足元の成長率は潜在成長率を上回っているものの、日本経済の実態は悪化している。経済の長期低迷リスクも否定はできないのが現実だ(写真はイメージです) Photo:PIXTA

日本経済の実態は悪化
減速感は強まっている

 2018年度の日本の経済成長率(実質GDP)は、前年度比+0.8%にとどまった。経済の実力ともいえる潜在成長率が1%程度とされる日本においては、総じてみれば低迷した1年だったといえる。一方、直近となる今年1-3月期の経済成長率は、前期比+0.6%(前期比年率+2.2%)となった。年率でみた成長率は、2四半期連続で潜在成長率を上回ったことから、日本経済は持ち直しつつあるようにもみえる。

 しかし実態は、むしろ悪化している。1-3月期の「高成長」についても、前期比+0.6%のうち在庫増加による寄与が+0.1%ポイント、輸入の減少による寄与が+0.4%ポイントと大半を占めている。在庫の増加も輸入の減少も内需が弱いことによって生じている部分があり、ポジティブには評価できない。実際、個人消費は前期比▲0.1%と、2四半期ぶりにマイナスとなった。

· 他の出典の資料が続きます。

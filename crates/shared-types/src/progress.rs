//! # Flow Progress Steps
//!
//! Named lifecycle stages a membership flow passes through. Each flow run
//! is identified by a [`FlowId`]; steps are emitted as events, never stored
//! on a shared tracker, so concurrent runs cannot observe each other's state.

use serde::{Deserialize, Serialize};
use std::fmt;
use uuid::Uuid;

/// Correlation id of one flow run.
pub type FlowId = Uuid;

/// A named stage of a membership flow.
#[derive(Debug, Clone, Copy, PartialEq, Eq, Hash, Serialize, Deserialize)]
pub enum ProgressStep {
    /// Resolving the party's current membership record.
    LookingForMembershipState,
    /// Handing the resolved record to the self-issue flow.
    ActivatingTheMembershipState,
    /// Confirming this node is the business network operator.
    VerifyingOperator,
    /// Building, signing and committing the activation.
    Activating,
    /// Activation committed.
    Activated,
    /// Record was already active; nothing committed.
    AlreadyActive,
    /// Building, signing and committing the suspension.
    Suspending,
    /// Suspension committed.
    Suspended,
    /// Record was already suspended; nothing committed.
    AlreadySuspended,
}

impl ProgressStep {
    /// Human readable label shown to operators.
    pub fn label(&self) -> &'static str {
        match self {
            Self::LookingForMembershipState => "Looking for party's membership state",
            Self::ActivatingTheMembershipState => "Activating the membership state",
            Self::VerifyingOperator => "Verifying business network operator",
            Self::Activating => "Activating Membership",
            Self::Activated => "Membership Activated",
            Self::AlreadyActive => "Membership is already active",
            Self::Suspending => "Suspending Membership",
            Self::Suspended => "Membership Suspended",
            Self::AlreadySuspended => "Membership is already suspended",
        }
    }

    /// Whether the step ends a flow run.
    pub fn is_terminal(&self) -> bool {
        matches!(
            self,
            Self::Activated | Self::AlreadyActive | Self::Suspended | Self::AlreadySuspended
        )
    }
}

impl fmt::Display for ProgressStep {
    fn fmt(&self, f: &mut fmt::Formatter<'_>) -> fmt::Result {
        f.write_str(self.label())
    }
}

 趨勢的にみれば、日本経済は減速感を強めている。2016年半ばに在庫調整を終え、生産拡大局面に転じた日本経済は、2017年度に前年度比+1.9%と、2013年度以来の高い成長を記録した。しかし2018年度に入ると、米中貿易戦争の激化、中国経済の失速、世界的な景気減速を背景に輸出環境が悪化した。内需、なかでも柱となる個人消費に力強さが欠ける日本経済においては、輸出が常に成長のバロメーターであったが、牽引力は完全に失われた。

輸出・生産環境は悪化
設備投資の勢いが鈍ってきた

 輸出の減速とともに、生産活動を取り巻く環境も悪化した。生産活動に先行する出荷在庫バランス(出荷の伸びから在庫の伸びを引いたもの:プラスであれば生産活動活発化、マイナスであれば減速を示唆する)は、輸出の減速よりも一足早く悪化しており、足元に至るまで(気象要因でプラスに転じた2018年10月を除いて)マイナス圏での推移が続いている。これは、日本経済が在庫調整局面に再び陥り、生産活動に抑制圧力がかかっていることを意味する。